Le mystère
du modèle grec d’ Apulée élucidé
On a depuis longtemps soulevé à propos du livre
d’Apulée, Onze livres de métamorphoses,
le problème de son modèle grec. On avait
un texte attribué au Pseudo- Lucien; O
Onos, L’Ane, qui est un court roman qu’Apulée suit parfois à la lettre,
-aujourd’hui on parlerait de plagiat.
Tentons d’abord de congédier le problème du titre donné par Saint Augustin à l’œuvre d’Apulée, Asinus aureus, L’Ane d’or, alors que rien dans les deux
romans que nous venons de citer ne
justifie cette appellation. René Martin a suggéré un sens rare de roux pour
aureus. Lucius avait les yeux bleus et les cheveux blonds ou roux,
donc, peut-on supposer, l’âne a conservé
la couleur rousse. Or, en Egypte, Hérodote nous raconte que les Egyptiens
mettaient à mort toutes les personnes rousses. Isis, à la fin du roman (la Pléiade, p. 358), fait allusion à la couleur rousse de l’âne en ces
termes : « dépouille-toi, dit-elle à Lucius , de ce cuir bestial
qui te recouvre et qui me fait depuis longtemps horreur »,
commenté par Pierre Grimal de la façon sui vante : « Nous savons par
Plutarque que l’âne était un animal détesté par Isis, parce que, prétendait-on,
la couleur rousse de son poil rappelait Typhon, l’ennemi d’Isis. » Plutarque,
dans Du culte d’Isis et d’Osiris,,
363 B a écrit : » La ressemblance
avec Typhon dont, on l’a dit, souffre l’âne, les Egyptiens la fondent …sur la couleur de
son pelage. » A croire que tous les ânes anciens d’Egypte étaient roux et
non blancs comme de nos jours en Egypte
ou bruns comme aux alentours. La
variété Ragusano est la plus rousse
que j’ai trouvée sur le net. Celle de Malte a les pattes blanches, celle
d’Egypte est toute blanche. Méchant comme un âne roux ou rouge,
dit-on aujourd’hui encore.
Ne peut-on
supposer que quatre mille ans avant J. –C., à l’époque d’Osiris, certains survivants de l’Homme de
Néanderthal, dont on pense aujourd’hui qu’il avait les cheveux roux, survivaient
encore en Méditerranée et que ce sont eux, sous le nom de Seth (hébreu Satan) ou grec Typhô, de tuphos, apathie, torpeur, qui sont en cause ? Chez les Grecs c’est
Philoctète, dont le nom signifie curieux, qui
semble bien en être l’emblème. Cet archer, compagnon d’Héraklès, ne
parle guère : s’il connaît le secret de l’emplacement du bûcher d’Héraklès
et a reçu la demande solennelle de ne pas en dire le lieu, il viole sa promesse sans parler en frappant la terre du pied à l’endroit où
s’était dressé le bûcher. Philoctète, dit la légende, fut abandonné à Lemnos à
cause d’une blessure au pied qui dégageait une odeur insoutenable et le crime
des Lemniennes, qui tuèrent tous les hommes de l’île, même leurs maris, sauf Thoas, à cause de leur odeur, comparable à celle de
la blessure de Philoctète, serait la preuve de ce métissage en même temps que la transposition mythique
des conflits avec les néandertaliens qui auraient été roux. Les Egyptiens,
plutôt blonds à l’époque, ont-ils eu peur que leurs caractères récessifs ne s’étendent pour prendre une mesure si
cruelle ?En tout cas ils ont pris des mesures énergiques concernant
l’hybridation des ânes, puisqu’aujourd’hui ceux-ci sont blancs en Egypte.

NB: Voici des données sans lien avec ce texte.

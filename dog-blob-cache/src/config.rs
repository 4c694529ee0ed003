use std::path::PathBuf;
use std::time::Duration;

use crate::block_cache::BLOCK_SIZE;
use crate::upload::RetryPolicy;

/// Configuration for a [`BlockBlobCache`](crate::BlockBlobCache)
#[derive(Debug, Clone)]
pub struct BlockCacheConfig {
    /// Directory owned by the cache; block files live directly inside it
    pub dir: PathBuf,

    /// On-disk budget. The block index holds `cache_bytes / BLOCK_SIZE` entries.
    pub cache_bytes: u64,

    /// Upper bound on block files held open at once
    pub max_open_files: usize,
}

impl BlockCacheConfig {
    /// Create a config rooted at `dir` with defaults
    pub fn new<P: Into<PathBuf>>(dir: P) -> Self {
        Self {
            dir: dir.into(),
            cache_bytes: 1024 * 1024 * 1024, // 1GB
            max_open_files: 64,
        }
    }

    /// Set the on-disk byte budget
    pub fn with_cache_bytes(mut self, bytes: u64) -> Self {
        self.cache_bytes = bytes;
        self
    }

    /// Set the open file limit
    pub fn with_max_open_files(mut self, max: usize) -> Self {
        self.max_open_files = max;
        self
    }

    /// Number of blocks the index may hold (never zero)
    pub fn max_blocks(&self) -> usize {
        ((self.cache_bytes / BLOCK_SIZE) as usize).max(1)
    }

    /// Apply `<PREFIX>__CACHE_BYTES` and `<PREFIX>__MAX_OPEN_FILES` overrides.
    pub fn from_env<P: Into<PathBuf>>(dir: P, prefix: &str) -> Self {
        let mut config = Self::new(dir);
        if let Some(bytes) = env_value(prefix, "CACHE_BYTES") {
            config.cache_bytes = bytes;
        }
        if let Some(max) = env_value(prefix, "MAX_OPEN_FILES") {
            config.max_open_files = max;
        }
        config
    }
}

/// Configuration for a [`StagedBlobUploader`](crate::StagedBlobUploader)
#[derive(Debug, Clone)]
pub struct StagingConfig {
    /// Directory owned by the uploader
    pub dir: PathBuf,

    /// Background uploads allowed to run at once
    pub max_active_uploads: usize,

    /// Completed (already durable) copies retained as a read cache
    pub max_completed: usize,

    /// Upper bound on staged files held open at once
    pub max_open_files: usize,

    /// Backoff applied between failed upload attempts
    pub retry: RetryPolicy,
}

impl StagingConfig {
    /// Create a config rooted at `dir` with defaults
    pub fn new<P: Into<PathBuf>>(dir: P) -> Self {
        let max_active_uploads = 2;
        let max_completed = 10;
        Self {
            dir: dir.into(),
            max_active_uploads,
            max_completed,
            max_open_files: max_completed + max_active_uploads,
            retry: RetryPolicy::default(),
        }
    }

    /// Set the upload concurrency limit
    pub fn with_max_active_uploads(mut self, max: usize) -> Self {
        self.max_active_uploads = max.max(1);
        self
    }

    /// Set how many completed copies are kept
    pub fn with_max_completed(mut self, max: usize) -> Self {
        self.max_completed = max;
        self
    }

    /// Set the open file limit
    pub fn with_max_open_files(mut self, max: usize) -> Self {
        self.max_open_files = max;
        self
    }

    /// Set the retry policy
    pub fn with_retry(mut self, retry: RetryPolicy) -> Self {
        self.retry = retry;
        self
    }

    /// Apply `<PREFIX>__MAX_ACTIVE_UPLOADS`, `<PREFIX>__MAX_COMPLETED`,
    /// `<PREFIX>__MAX_OPEN_FILES` and `<PREFIX>__RETRY_BASE_MS` overrides.
    pub fn from_env<P: Into<PathBuf>>(dir: P, prefix: &str) -> Self {
        let mut config = Self::new(dir);
        if let Some(max) = env_value::<usize>(prefix, "MAX_ACTIVE_UPLOADS") {
            config.max_active_uploads = max.max(1);
        }
        if let Some(max) = env_value(prefix, "MAX_COMPLETED") {
            config.max_completed = max;
        }
        config.max_open_files = env_value(prefix, "MAX_OPEN_FILES")
            .unwrap_or(config.max_completed + config.max_active_uploads);
        if let Some(ms) = env_value(prefix, "RETRY_BASE_MS") {
            config.retry.base = Duration::from_millis(ms);
        }
        config
    }
}

fn env_value<T: std::str::FromStr>(prefix: &str, name: &str) -> Option<T> {
    let raw = std::env::var(format!("{}__{}", prefix, name)).ok()?;
    match raw.parse() {
        Ok(value) => Some(value),
        Err(_) => {
            tracing::warn!("Ignoring unparsable {}__{}={}", prefix, name, raw);
            None
        }
    }
}
//! On-disk names for cached and staged blobs.
//!
//! Keys are percent-encoded before they become file names, so a key such as
//! `photos/2024/a.jpg` or `../x` always maps to a single file directly inside
//! the owning directory.

use std::path::{Path, PathBuf};

/// Prefix for files still being written; swept at startup
pub const TEMP_PREFIX: &str = "temp-";
/// Prefix for cached blocks
pub const BLOCK_PREFIX: &str = "block-";
/// Prefix for staged blobs committed locally but not yet durable upstream
pub const PENDING_PREFIX: &str = "pending-";
/// Prefix for staged blobs confirmed durable upstream
pub const COMPLETED_PREFIX: &str = "completed-";

/// Encode a blob key into a single path component
pub fn encode_key(key: &str) -> String {
    let encoded = urlencoding::encode(key).into_owned();
    // `.` and `..` survive percent-encoding untouched
    match encoded.as_str() {
        "." => "%2E".to_string(),
        ".." => "%2E%2E".to_string(),
        _ => encoded,
    }
}

/// Inverse of [`encode_key`]
pub fn decode_key(name: &str) -> Option<String> {
    urlencoding::decode(name).ok().map(|key| key.into_owned())
}

/// File name of the block of `key` starting at `offset`, as of write `epoch`
pub fn block_file_name(key: &str, epoch: u64, offset: u64) -> String {
    format!("{}{}-{}-{}", BLOCK_PREFIX, encode_key(key), epoch, offset)
}

/// Parse a block file name back into `(key, epoch, offset)`
pub fn parse_block_file_name(name: &str) -> Option<(String, u64, u64)> {
    // Encoded keys may contain '-', the numbers always follow the last two
    let (rest, offset) = name.strip_prefix(BLOCK_PREFIX)?.rsplit_once('-')?;
    let (encoded, epoch) = rest.rsplit_once('-')?;
    if encoded.is_empty() || !is_number(epoch) || !is_number(offset) {
        return None;
    }
    Some((decode_key(encoded)?, epoch.parse().ok()?, offset.parse().ok()?))
}

fn is_number(s: &str) -> bool {
    !s.is_empty() && s.bytes().all(|b| b.is_ascii_digit())
}

/// State of a staged blob, as recorded in its file name
#[derive(Debug, Clone, Copy, PartialEq, Eq, Hash)]
pub enum StagedState {
    Pending,
    Completed,
}

impl StagedState {
    pub fn prefix(self) -> &'static str {
        match self {
            Self::Pending => PENDING_PREFIX,
            Self::Completed => COMPLETED_PREFIX,
        }
    }

    /// Path of the staged file for `key` in this state
    pub fn path(self, dir: &Path, key: &str) -> PathBuf {
        dir.join(format!("{}{}", self.prefix(), encode_key(key)))
    }
}

/// Classify a file found in a staging directory
pub fn parse_staged_file_name(name: &str) -> Option<(StagedState, String)> {
    if let Some(encoded) = name.strip_prefix(PENDING_PREFIX) {
        return decode_key(encoded).map(|key| (StagedState::Pending, key));
    }
    if let Some(encoded) = name.strip_prefix(COMPLETED_PREFIX) {
        return decode_key(encoded).map(|key| (StagedState::Completed, key));
    }
    None
}
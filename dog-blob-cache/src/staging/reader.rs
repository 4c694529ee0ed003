use async_trait::async_trait;

use crate::{BlobReader, BlobResult, FileHandle};

/// Reads a staged copy through a shared handle from the open-file cache.
///
/// The handle pins the file it was opened on, so a concurrent overwrite or
/// eviction never changes what an existing reader sees.
pub(super) struct StagedReader {
    handle: FileHandle,
    size: u64,
}

impl StagedReader {
    pub(super) fn new(handle: FileHandle) -> BlobResult<Self> {
        let size = handle.len()?;
        Ok(Self { handle, size })
    }
}

#[async_trait]
impl BlobReader for StagedReader {
    fn size(&self) -> u64 {
        self.size
    }

    async fn read_at(&self, buf: &mut [u8], offset: u64) -> BlobResult<usize> {
        if offset >= self.size {
            return Ok(0);
        }
        let want = buf.len().min((self.size - offset) as usize);
        Ok(self.handle.read_at(&mut buf[..want], offset)?)
    }
}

Nous avons encore une mention énigmatique d’un
roman au titre quisemble identique chez le patriarche byzantin Photios, ayant vécu au
IX e siècle, auteur d’une Bibliothèque, où il nous a laissé un prétendu
« résumé », disonsplutît une
simple mention, d’un livre intitulé Métamorphoses
dont, semble-t-il, l’auteur serait
un Lukios
de Patras pour Patara, on le verra, et alors que Lukios ,
Lucius en latin, est non pas l’auteur , mais le
protagoniste du roman . Voilà qui
semble indiquer que ce bon patriarche
n’avait pas lu ce roman à la réputation d’érotisme et de magie.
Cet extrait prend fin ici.